We need to continue to move beyond divisive debates about ownership, terminology and classification and into fruitful dialogues across, between, within, outside and throughout our practices. It is not about agreeing on what “anthropology” is, nor is it about labeling and classifying any particular set of anthropologies as valid and others as not. Rather, we will gather in opposition to strict boundaries, spill across academic divides and blur the synthetic lines that isolate good questions from generously intellectual and fearlessly anthropological investigation. Questions, methods, outcomes and actions are the substance of anthropology. The 2017 meetings are an opportunity to think and act together, to adventure and experiment, to agree and disagree openly and emphatically, and to demonstrate why anthropology matters.

The Anthropocene pleas for anthropological investigation, translation, influence and action. Let anthropology respond. Loudly.

Anthropology matters in the academy, in the larger world, and across time. But we don’t always show it. At the 2017 meeting it is time to “put up or shut up.”

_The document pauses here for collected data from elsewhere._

pub mod convert;
pub mod download;
pub mod listing;
pub mod page;
use axum::response::Html;

use crate::models::ConversionKind;

const ROUTES: [(ConversionKind, &str, &str); 3] = [
    (ConversionKind::PdfToDocx, "/convert/pdf-to-word", ".pdf"),
    (ConversionKind::DocxToPdf, "/convert/word-to-pdf", ".docx"),
    (ConversionKind::ImageToSvg, "/convert/jpg-svg", ".jpg,.jpeg,.png"),
];

/// Upload page
/// GET /
pub async fn index() -> Html<String> {
    let mut html = String::from(
        "<!DOCTYPE html>\n<html><head><meta charset=\"utf-8\"><title>docshift</title></head><body>\n<h1>docshift</h1>\n",
    );

    for (kind, action, accept) in ROUTES {
        html.push_str(&format!(
            "<section>\n<h2>{}</h2>\n<form method=\"post\" action=\"{}\" enctype=\"multipart/form-data\">\n<input type=\"file\" name=\"file\" accept=\"{}\" required>\n<button type=\"submit\">Convert</button>\n</form>\n</section>\n",
            kind.label(),
            action,
            accept
        ));
    }

    html.push_str("<p><a href=\"/converted-files\">Converted files</a></p>\n</body></html>\n");
    Html(html)
}
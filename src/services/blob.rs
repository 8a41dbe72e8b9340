use bytes::Bytes;
use chrono::{DateTime, Utc};
use std::path::Path;
use uuid::Uuid;

use crate::db::Database;
use crate::error::{AppError, Result};
use crate::models::{timestamp, Blob, BlobData};
use crate::storage::StorageProvider;

/// Blob service: named binary objects keyed by generated ids.
///
/// Bytes live in the storage provider under a sharded path; the `blobs` table
/// maps the id to that path and the name the bytes are served under.
pub struct BlobService;

/// Storage path for a blob id: `{first-2}/{next-2}/{id}.bin`
fn storage_path(id: &str) -> String {
    format!("{}/{}/{}.bin", &id[0..2], &id[2..4], id)
}

fn content_type_for(filename: &str) -> String {
    mime_guess::from_path(filename)
        .first_or_octet_stream()
        .to_string()
}

/// Parse a caller-supplied id. Anything that is not a UUID cannot name a blob.
fn parse_id(id: &str) -> Result<String> {
    Uuid::parse_str(id)
        .map(|u| u.to_string())
        .map_err(|_| AppError::NotFound("File not found".to_string()))
}

impl BlobService {
    /// Store bytes under a display filename and return the new blob
    pub async fn put(
        db: &Database,
        storage: &dyn StorageProvider,
        filename: &str,
        data: Bytes,
    ) -> Result<Blob> {
        let id = Uuid::new_v4().to_string();
        let path = storage_path(&id);
        let size = data.len() as i64;

        storage.put(&path, data).await?;
        Self::insert_row(db, storage, id, filename, path, size).await
    }

    /// Store the contents of a local file under a display filename
    pub async fn put_file(
        db: &Database,
        storage: &dyn StorageProvider,
        filename: &str,
        local_path: &Path,
    ) -> Result<Blob> {
        let id = Uuid::new_v4().to_string();
        let path = storage_path(&id);
        let size = tokio::fs::metadata(local_path).await?.len() as i64;

        storage.put_file(&path, local_path).await?;
        Self::insert_row(db, storage, id, filename, path, size).await
    }

    async fn insert_row(
        db: &Database,
        storage: &dyn StorageProvider,
        id: String,
        filename: &str,
        path: String,
        size: i64,
    ) -> Result<Blob> {
        let now = timestamp(Utc::now());
        let inserted = sqlx::query(
            r#"
            INSERT INTO blobs (id, filename, content_type, storage_path, size, created_at)
            VALUES (?, ?, ?, ?, ?, ?)
            "#,
        )
        .bind(&id)
        .bind(filename)
        .bind(content_type_for(filename))
        .bind(&path)
        .bind(size)
        .bind(&now)
        .execute(db.pool())
        .await;

        if let Err(e) = inserted {
            // Bytes without a row are unreachable; remove them
            if let Err(cleanup) = storage.delete(&path).await {
                tracing::warn!("Failed to remove unindexed blob data {}: {}", path, cleanup);
            }
            return Err(e.into());
        }

        tracing::debug!("Stored blob {} ({} bytes) as {}", id, size, filename);
        Self::get(db, &id).await
    }

    /// Get blob metadata by id
    pub async fn get(db: &Database, id: &str) -> Result<Blob> {
        let id = parse_id(id)?;
        let blob: Blob = sqlx::query_as("SELECT * FROM blobs WHERE id = ?")
            .bind(&id)
            .fetch_optional(db.pool())
            .await?
            .ok_or_else(|| AppError::NotFound("File not found".to_string()))?;

        Ok(blob)
    }

    /// Get blob bytes and display name
    pub async fn get_data(db: &Database, storage: &dyn StorageProvider, id: &str) -> Result<BlobData> {
        let blob = Self::get(db, id).await?;
        let data = storage.get(&blob.storage_path).await?;

        Ok(BlobData {
            filename: blob.filename,
            content_type: blob.content_type,
            data,
        })
    }

    /// Delete a blob's bytes and then its row. Deleting an unknown blob is a no-op.
    pub async fn delete(db: &Database, storage: &dyn StorageProvider, id: &str) -> Result<()> {
        let blob = match Self::get(db, id).await {
            Ok(blob) => blob,
            Err(AppError::NotFound(_)) => return Ok(()),
            Err(e) => return Err(e),
        };

        storage.delete(&blob.storage_path).await?;

        sqlx::query("DELETE FROM blobs WHERE id = ?")
            .bind(&blob.id)
            .execute(db.pool())
            .await?;

        tracing::debug!("Deleted blob {}", blob.id);
        Ok(())
    }

    /// Blobs created before `cutoff` that no conversion record references
    pub async fn list_orphans(db: &Database, cutoff: DateTime<Utc>) -> Result<Vec<Blob>> {
        let blobs: Vec<Blob> = sqlx::query_as(
            r#"
            SELECT b.* FROM blobs b
            LEFT JOIN conversions c ON c.blob_id = b.id
            WHERE c.id IS NULL AND b.created_at < ?
            ORDER BY b.created_at ASC
            "#,
        )
        .bind(timestamp(cutoff))
        .fetch_all(db.pool())
        .await?;

        Ok(blobs)
    }
}
//! Binding to the pdfium shared library.
//!
//! Resolution order:
//!
//! 1. `PDFIUM_LIB_PATH`: a library file, or a directory containing one
//! 2. the platform library name in the working directory (`./libpdfium.so`)
//! 3. the system library search path
//!
//! pdfium keeps process-global state: creating a [`Pdfium`] initialises the
//! library and dropping one tears it down. Compress runs therefore share
//! the single instance from [`shared_pdfium`], which is bound on first use
//! and never dropped. Per-run documents are still opened and closed by each
//! run.

use crate::error::PdfPressError;
use once_cell::sync::OnceCell;
use pdfium_render::prelude::*;
use std::path::{Path, PathBuf};
use tracing::debug;

/// Environment variable naming an existing pdfium library.
pub const PDFIUM_LIB_PATH_ENV: &str = "PDFIUM_LIB_PATH";

static SHARED: OnceCell<Pdfium> = OnceCell::new();

/// The process-wide pdfium instance, bound on first call.
///
/// A failed bind leaves nothing cached, so a later call retries.
pub fn shared_pdfium() -> Result<&'static Pdfium, PdfPressError> {
    SHARED.get_or_try_init(bind_pdfium)
}

/// Bind pdfium using the resolution order above.
///
/// Prefer [`shared_pdfium`]; dropping the returned instance tears down the
/// library for every other instance in the process.
pub fn bind_pdfium() -> Result<Pdfium, PdfPressError> {
    if let Some(path) = std::env::var_os(PDFIUM_LIB_PATH_ENV) {
        let path = library_path(Path::new(&path));
        debug!("Binding pdfium from {}={}", PDFIUM_LIB_PATH_ENV, path.display());
        return bind_pdfium_from_path(&path);
    }

    let bindings = Pdfium::bind_to_library(Pdfium::pdfium_platform_library_name_at_path("./"))
        .or_else(|_| Pdfium::bind_to_system_library())
        .map_err(|e| PdfPressError::PdfiumBindingFailed(format!("{:?}", e)))?;
    Ok(Pdfium::new(bindings))
}

/// Bind pdfium from an explicit library file.
pub fn bind_pdfium_from_path(path: &Path) -> Result<Pdfium, PdfPressError> {
    Pdfium::bind_to_library(path)
        .map(Pdfium::new)
        .map_err(|e| {
            PdfPressError::PdfiumBindingFailed(format!("{}: {:?}", path.display(), e))
        })
}

/// `path` itself when it names a file, else the platform library inside it.
fn library_path(path: &Path) -> PathBuf {
    if path.is_dir() {
        Pdfium::pdfium_platform_library_name_at_path(path)
    } else {
        path.to_path_buf()
    }
}

#[cfg(test)]
mod tests {
    use super::*;

    #[test]
    fn shared_instance_can_cross_threads() {
        fn assert_send_sync<T: Send + Sync>() {}
        assert_send_sync::<Pdfium>();
        assert_send_sync::<&'static Pdfium>();
    }

    #[test]
    fn directory_resolves_to_platform_library() {
        let dir = tempfile::tempdir().unwrap();
        let resolved = library_path(dir.path());
        assert!(resolved.starts_with(dir.path()));
        assert_ne!(resolved, dir.path());
    }

    #[test]
    fn file_path_is_kept() {
        let p = Path::new("/opt/pdfium/lib/libpdfium.so");
        assert_eq!(library_path(p), p.to_path_buf());
    }

    #[test]
    fn missing_library_is_a_binding_error() {
        let err = bind_pdfium_from_path(Path::new("/nonexistent/libpdfium.so")).unwrap_err();
        assert!(matches!(err, PdfPressError::PdfiumBindingFailed(_)));
    }
}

This is a call for panels/workshops/events that involve investigation, translation, influence, and action:

To each other

To other fields

To the public

To governments and policy-makers

As activists and intellectual insurgents

As authors/media content creators/story tellers

As an association (AAA and all the sections)

Across species

In collaboration with vital agents and vibrant matter

We hope you will submit a proposal for a session, a workshop, a poster symposium, for something risky and exciting. We ask you to be innovative, fearless, generous and challenging. Anthropology should never “shut up.” We should be vociferous, committed, adventurous and expansive. Washington DC in November 2017 is the place to be.